16/08/2010
I
Jesús Silva-Herzog Márquez (*)
En “Un futuro para México”, Héctor Aguilar Camín y Jorge Castañeda subrayan el fardo de nuestro pasado. Una obsesión por la historia obstruye el camino del país. Serle fiel a los huesos de nuestros próceres es más importante que abrirle horizonte a los mexicanos.
Tienen razón: pensamos en clave conservadora: el deber de cualquier política (de la derecha a la izquierda) es continuar una tradición y conquistar el aplauso de los muertos. Pero no es ése el único imán que sujeta el avance del país. El futuro también nos paraliza.
Octavio Paz entendió muy bien que el futuro puede ser una trampa. Construyendo la felicidad del mañana, edificábamos cárceles para hoy. La democracia, decía, es el régimen del presente: un régimen de los vivos, con los vivos y para los vivos. Quienes buscan justificación en las generaciones que murieron hace cien años o en las que nacerán dentro de cien años defienden, por igual, un cautiverio.
Pero nosotros no padecemos aquella tiranía ideológica de los regímenes revolucionarios, sino la tiranía del interés mal entendido de nuestra democracia atascada. En la desgracia del adversario está el escalón de mi ascenso. Tras mi victoria empezarán los cambios que el país necesita.
No me refiero entonces al futuro que se bosqueja en ideas y en proyecto sino el que trama la ambición. Más que el peso del futuro, es el peso del futurismo. El futuro puede invitarnos a la transformación, el futurismo pospone cualquier cambio al éxito de mañana. El futuro puede aclarar coincidencias y conminar a la decisión.
El futurismo se obsesiona con las pequeñas diferencias y los antiguos resentimientos para atarnos las piernas. El futuro lanza la vista al exterior en busca de enseñanzas. El futurismo hace de cada ambicioso sinónimo de interés patriótico.
Se percibe como natural que, a más de dos años del relevo presidencial, las energías de todos los actores políticos se dediquen a la política del reemplazo. Así es, nos dicen. El sexenio ya se acabó: ahora es tiempo de preparar la sucesión. Éste es el signo de los tiempos democráticos: los ambiciosos deben organizarse con tiempo para tener éxito.
Seamos realistas: demos por muertos los meses que le restan a la presidencia. Enfatizan las diferencias con el pasado para advertir que ya no puede seguirse el dictado de la disciplina y la inmovilidad. Antes, el que se movía no salía en la foto, dicen. Ahora hay que moverse mucho para aparecer.
El problema es que el movimiento del que hablan no es el movimiento para el logro sino movimiento en busca de presencia.
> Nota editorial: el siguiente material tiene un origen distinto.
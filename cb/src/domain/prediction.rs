//! Prediction record
//!
//! A persisted estimate. Predictions are append-only; the newest one for a
//! task is its current estimate.

use serde::{Deserialize, Serialize};
use std::collections::HashMap;
use taskstore::{IndexValue, Record, now_ms};

use super::id::generate_id;

/// Where an estimate came from
#[derive(Debug, Clone, Copy, PartialEq, Eq, Hash, Serialize, Deserialize, Default)]
#[serde(rename_all = "lowercase")]
pub enum PredictionBasis {
    /// Fixed heuristics only
    #[default]
    Baseline,
    /// Adjusted from the user's own calibration history
    Personalized,
    /// Adjusted from other users' history
    Collaborative,
}

impl std::fmt::Display for PredictionBasis {
    fn fmt(&self, f: &mut std::fmt::Formatter<'_>) -> std::fmt::Result {
        match self {
            Self::Baseline => write!(f, "baseline"),
            Self::Personalized => write!(f, "personalized"),
            Self::Collaborative => write!(f, "collaborative"),
        }
    }
}

#[derive(Debug, Clone, PartialEq, Serialize, Deserialize)]
pub struct Prediction {
    pub id: String,

    pub task_id: String,

    /// Realistic minutes
    pub predicted_time: f64,

    /// Confidence in [0, 1]
    pub confidence: f64,

    /// Optimistic minutes
    pub confidence_interval_low: f64,

    /// Pessimistic minutes
    pub confidence_interval_high: f64,

    pub model_version: String,

    pub prediction_basis: PredictionBasis,

    /// Creation timestamp (Unix milliseconds)
    pub created_at: i64,
}

impl Prediction {
    pub fn new(
        task_id: impl Into<String>,
        predicted_time: f64,
        confidence: f64,
        interval: (f64, f64),
        model_version: impl Into<String>,
        basis: PredictionBasis,
    ) -> Self {
        Self {
            id: generate_id("prediction", ""),
            task_id: task_id.into(),
            predicted_time,
            confidence,
            confidence_interval_low: interval.0,
            confidence_interval_high: interval.1,
            model_version: model_version.into(),
            prediction_basis: basis,
            created_at: now_ms(),
        }
    }
}

impl Record for Prediction {
    fn id(&self) -> &str {
        &self.id
    }

    fn updated_at(&self) -> i64 {
        self.created_at
    }

    fn collection_name() -> &'static str {
        "predictions"
    }

    fn indexed_fields(&self) -> HashMap<String, IndexValue> {
        let mut fields = HashMap::new();
        fields.insert("task_id".to_string(), IndexValue::String(self.task_id.clone()));
        fields.insert(
            "prediction_basis".to_string(),
            IndexValue::String(self.prediction_basis.to_string()),
        );
        fields
    }
}

#[cfg(test)]
mod tests {
    use super::*;

    #[test]
    fn test_prediction_new() {
        let p = Prediction::new("task-1", 135.0, 0.78, (90.0, 189.0), "baseline-v1", PredictionBasis::Baseline);
        assert!(p.id.contains("-prediction-"));
        assert_eq!(p.confidence_interval_low, 90.0);
        assert_eq!(p.confidence_interval_high, 189.0);
        assert_eq!(p.prediction_basis.to_string(), "baseline");
    }

    #[test]
    fn test_basis_serde() {
        let json = serde_json::to_string(&PredictionBasis::Personalized).unwrap();
        assert_eq!(json, "\"personalized\"");
    }
}
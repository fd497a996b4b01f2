//! CalibrationTracker - predicted versus actual outcomes
//!
//! Outcomes are append-only; accuracy is derived on read.

use async_trait::async_trait;
use chrono::{DateTime, Utc};
use serde::Serialize;
use tracing::{debug, info};

use crate::domain::{Actual, DelayReason, Task};
use crate::state::{StateError, StateManager};

/// One completed task's outcome
#[derive(Debug, Clone, PartialEq)]
pub struct OutcomeRecord {
    pub task_id: String,
    pub user_id: String,
    /// None when the task was never estimated
    pub predicted: Option<f64>,
    /// Minutes
    pub actual: f64,
    pub delay_reason: Option<DelayReason>,
    pub notes: Option<String>,
    pub completed_at: DateTime<Utc>,
}

impl OutcomeRecord {
    pub fn into_actual(self) -> Actual {
        let mut actual = Actual::new(
            self.task_id,
            self.user_id,
            self.actual,
            self.predicted,
            self.completed_at,
        );
        actual.delay_reason = self.delay_reason;
        actual.user_notes = self.notes;
        actual
    }
}

/// Aggregate estimation accuracy for one user
#[derive(Debug, Clone, Default, PartialEq, Serialize)]
pub struct AccuracyStats {
    /// Outcomes with a usable prediction
    pub samples: usize,
    /// Outcomes recorded without a prior estimate
    pub unpredicted: usize,
    /// Mean absolute percentage error over `samples`
    pub mape: Option<f64>,
    /// Mean of actual − predicted; positive means tasks run long
    pub mean_bias_minutes: Option<f64>,
}

impl AccuracyStats {
    pub fn from_actuals(actuals: &[Actual]) -> Self {
        let mut stats = Self::default();
        let mut ape_sum = 0.0;
        let mut bias_sum = 0.0;

        for actual in actuals {
            if actual.predicted_time.is_none() {
                stats.unpredicted += 1;
                continue;
            }
            // A zero-minute actual has no defined percentage error
            let (Some(ape), Some(bias)) = (actual.absolute_percentage_error(), actual.bias()) else {
                continue;
            };
            stats.samples += 1;
            ape_sum += ape;
            bias_sum += bias;
        }

        if stats.samples > 0 {
            let n = stats.samples as f64;
            stats.mape = Some(ape_sum / n);
            stats.mean_bias_minutes = Some(bias_sum / n);
        }
        stats
    }
}

/// Records outcomes and reports accuracy
#[async_trait]
pub trait CalibrationTracker: Send + Sync {
    /// Append one outcome; never overwrites an earlier one
    async fn record(&self, outcome: OutcomeRecord) -> Result<String, StateError>;

    /// Persist a completed task together with its outcome
    ///
    /// Either both the task update and the outcome are written or neither is.
    async fn record_completion(&self, task: Task, outcome: OutcomeRecord) -> Result<Actual, StateError>;

    async fn accuracy_for(&self, user_id: &str) -> Result<AccuracyStats, StateError>;
}

/// Tracker backed by the record store
#[derive(Clone)]
pub struct StoreCalibrationTracker {
    state: StateManager,
}

impl StoreCalibrationTracker {
    pub fn new(state: StateManager) -> Self {
        Self { state }
    }
}

#[async_trait]
impl CalibrationTracker for StoreCalibrationTracker {
    async fn record(&self, outcome: OutcomeRecord) -> Result<String, StateError> {
        debug!(task_id = %outcome.task_id, predicted = ?outcome.predicted, actual = outcome.actual, "record: called");
        let id = self.state.append_actual(outcome.into_actual()).await?;
        info!(%id, "Recorded calibration outcome");
        Ok(id)
    }

    async fn record_completion(&self, task: Task, outcome: OutcomeRecord) -> Result<Actual, StateError> {
        debug!(task_id = %task.id, predicted = ?outcome.predicted, actual = outcome.actual, "record_completion: called");
        if outcome.task_id != task.id {
            return Err(StateError::StoreError(format!(
                "outcome for task {} does not belong to task {}",
                outcome.task_id, task.id
            )));
        }
        let actual = outcome.into_actual();
        self.state.complete_task(task, actual.clone()).await?;
        info!(id = %actual.id, "Recorded calibration outcome");
        Ok(actual)
    }

    async fn accuracy_for(&self, user_id: &str) -> Result<AccuracyStats, StateError> {
        debug!(%user_id, "accuracy_for: called");
        let actuals = self.state.list_actuals(user_id).await?;
        Ok(AccuracyStats::from_actuals(&actuals))
    }
}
No somos testigos de campañas que se van conformando a base de éxitos políticos, de iniciativas audaces, de acuerdos parlamentarios, sino larguísimas campañas de imagen. Declaraciones, apariciones, ceremonias...
Hasta lo más urgente es nulificado por la persuasión del futurismo. Hasta lo más obvio, lo más inocuo es postergado por los sobornos del futurismo. Estamos de acuerdo en caminar hacia la puerta pero no estamos dispuestos a que el crédito del recorrido se lo lleve Fulano. Coincidimos en que tenemos que cambiar de coche pero no en quien debe estrenarlo.
Ni siquiera el sangriento dramatismo de nuestra inseguridad ha logrado ahuyentar ese fantasma. Los protagonistas del juego político siguen en el irresponsable rebote de las recriminaciones.— Venimos a dialogar para que se vea que venimos y para ver si magullamos a nuestro enemigo, pero no piensen que estamos dispuestos a llegar a un acuerdo con él, le dijo, con otras palabras y con peor tono, la presidenta del PRI al presidente Calderón.
El circo mediático y el entretenimiento de la opinión tiene una parte de responsabilidad en esta desgracia. Desde hace meses, todo fenómeno político es evaluado a través del deporte monopólico de la sucesión. Si le hacemos caso a la prensa, en México sólo sucede la muerte y la grilla. Si algo pasara en México además de las ejecuciones cotidianas, nadie se percataría, a menos de que un ambicioso lo abordara. Se da cuenta de los huracanes solamente reportando cuáles son sus implicaciones para tal precandidato. Si se presenta una iniciativa de ley se pasa por encima el mérito de la propuesta y se brinca de inmediato a especular quiénes serán los beneficiarios electorales y quiénes podrían resultar damnificados. Desde hace años las encuestadoras se entretienen con ese juego. ¿Si las elecciones fueran hoy—y no dentro de cinco años—quién sería su candidato? En esas andamos: sin trazo de futuro, con mucho pasado y demasiado futurismo. El futurismo también es enemigo del futuro.— México, D.F.